Thoreau book on map belonging to husband of DC widow blog writer Marjorie Brimley
Parenting

The Bear

I was downstairs making dinner when I heard my children screaming. This, in itself, is not a unique experience, as any parent can tell you. But they were hysterical, so I went upstairs to investigate. Claire met me first. “BEAR!!!” she screamed, unable to say anything else.

I came into the room where the kids were gathered with their cousins, and their screams overwhelmed me. “BEAR! BEAR! BEAR!” they all yelled at the same time.

I looked out the window and couldn’t see anything. Yes, we were staying in a cabin in the woods in Virginia, and yes, it was pretty wild out here. But….a bear?

My brother-in-law went outside to investigate and reported back that yes, there was a bear outside. It was a black bear, and it ran away quickly. Still, the fear and excitement lingered that evening, and the kids spent much of the night talking about what they would do if they ever saw a bear in the wild.

That night, Tommy asked for a “wonder story” which is what he calls a story about a real event in my life. “Actually,” I said, “I have a story about Daddy and a bear!”

They all snuggled around me, and I told them this:

Right after Daddy left the White House to join CNAS, he took a few days off to go hiking by himself. (Claire: “Alone??? In the woods?”) He got paper maps and made a plan about how he would hike and camp and eat for the whole time. I wouldn’t want to do something like that, but your dad loved nature, and he loved challenging himself. Of course, he had a cell phone, but there wasn’t any service on the trail, so I couldn’t communicate with him. He told me later that he saw lots of bears, but they ran off as soon as he came near. However, one day he was hiking and turned a corner…and right in the path just a few feet from him was a HUGE black bear. He knew the bear wouldn’t hurt him as long as he didn’t try to hurt the bear – it wasn’t a grizzly bear, after all. But he needed the bear to move. So he put his hands above his head and clapped them over and over, while shouting “whoop! whoop! whoop!”

I imitated what he looked like when he did this, as he’d shown me when he returned. The kids howled with laughter.

“You see?” I said. “Dad was funny – but he was also smart! That move got the bear to run back into the forest.”

The kids tried their own versions of clapping and yelling “whoop! whoop! whoop!” before I made them go to bed. It was a special moment, sharing that story they didn’t know.

Later that week, we returned back to DC. I had a few days left before I had to go back for staff week at my school, and I was cleaning out the basement garage.

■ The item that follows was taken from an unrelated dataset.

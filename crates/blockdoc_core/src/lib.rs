//! Schema-driven codec engine for versioned block-structured binary files.

/// Schema loading, record/array/link codecs, and whole-file decode and encode.
pub mod codec;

At some point, I decided to go through some old bins marked “outdoor” and quickly realized that a lot of the stuff from that hike Shawn took was stashed in the bottom of it. There was a map of hiking trails in the Shenandoah and freeze-dried food, among other things.

At the bottom of the bin was a book. I pulled it out and turned it over. It was Walden and Other Writings by Henry David Thoreau. The book was warped, as though it had gotten wet and then dried out, and I awkwardly thumbed through it. Inside was a stiff notecard with “The White House” at the top. Below the heading Shawn had written two things: “oatmeal + AAA batteries.”

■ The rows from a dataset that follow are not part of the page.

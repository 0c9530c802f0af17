mod array;
mod bitfield;
mod block;
mod bytes;
mod compression;
mod decode;
mod display;
mod encode;
mod enums;
mod error;
mod expr;
mod file;
mod hash;
mod header;
mod link;
mod pass;
mod primitive;
mod record;
mod schema;
mod value;
mod version;

/// Homogeneous one- and two-dimensional arrays.
pub use array::{Array, ArrayShape, MAX_ARRAY_LEN, Rows};
/// Packed sub-integer members.
pub use bitfield::{BitMember, BitfieldDef};
/// Block table layout.
pub use block::{BLOCK_ENTRY_SIZE, BlockEntry, BlockTable};
/// Bounds-checked byte cursor and growable sink.
pub use bytes::{ByteSink, Cursor};
/// Transparent zstd handling.
pub use compression::{Compression, ZSTD_MAGIC, decode_bytes, encode_bytes};
/// Whole-file decode.
pub use decode::DecodeOptions;
/// Indented text rendering of record trees.
pub use display::{MAX_DISPLAY_ITEMS, RecordDisplay, render_value};
/// Whole-file encode.
pub use encode::{BlockPlan, EncodeOptions};
/// Named integer domains.
pub use enums::{EnumDef, EnumOption};
/// Error and result types.
pub use error::{CodecError, Result, SchemaError};
/// Condition and array-length expressions.
pub use expr::{EvalContext, Expr, Op, Scalar, canonical_name};
/// Decoded documents and quick inspection.
pub use file::{Block, Document, Inspection, inspect, inspect_path};
/// Structural hashing for diff and dedup.
pub use hash::{HashKey, HashToken};
/// Fixed file prefix.
pub use header::FileHeader;
/// Typed block references and the decode-time link queue.
pub use link::{BlockId, Link, LinkKind, LinkPolicy, LinkQueue, LinkState, link_sentinel};
/// Leaf codecs.
pub use primitive::{Primitive, parse_int_literal};
/// Schema record instances.
pub use record::Record;
/// Validated schema metadata and its JSON document form.
pub use schema::{
	BitMemberDoc, BitfieldDoc, EnumDoc, EnumOptionDoc, FieldDoc, FieldSpec, FieldType, FormatDoc, FormatSpec, LiteralDoc, RecordDef, RecordDoc, Schema, SchemaDoc,
	TypeDef, TypeFlags, TypeId, TypeKind,
};
/// Decoded values.
pub use value::{ElementType, Value, default_value, value_from_scalar};
/// Version pairs and dotted version text.
pub use version::{Versions, format_version, parse_version};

Seeing his handwriting is always like seeing a piece of him. I didn’t know why that notecard made it into the book, but I like to think of him prepping to leave his job at the White House while also thinking about his solo hike in the woods. Shawn was like that – a deep thinker who nonetheless enjoyed the simple pleasures of life.

But he also couldn’t get too far away from pondering the big questions in life. One page of the book was folded down, and I turned to it. “But, to speak practically and as a citizen” Thoreau writes, “I ask for, not at once no government, but at once a better government.” It was from his essay Civil Disobedience.

What was he contemplating out there in the woods? He wasn’t just chasing bears, though that makes for a great story for the kids. Days later, they were still shouting “whoop, whoop!” and clapping their hands above their heads. But his trip was about much more than that moment.

That night, I told the kids about the book. “Want me to read a piece to you?” I asked them. They happily agreed, though they understood very little.

After everyone was asleep, I put the book up high on a shelf. Maybe someday, I figured, one of them will read this book in school and they can reference their dad’s copy. Or maybe someday one of them will go walking in the woods and find out a bit of themselves as they read the same words that their dad did many years before them.

For now, I smile every time one of them comes in a room and shouts, “whoop, whoop!”

2 Comments

  • Kara

    I too feel like, “Seeing his handwriting is always like seeing a piece of him.” I treasure those handwritten cards or scribbled down notes. It’s almost as if seeing the writing is evidence he did exist, he was here and left his mark.
    I love the whoop, whoop! I can totally picture it. Thank you again for sharing your experience.

    • Marjorie

      Yes, I love the handwritten notes. Shawn wrote SO MUCH, but most of it was typed. So I just love the notes he wrote out, especially the ones meant for me.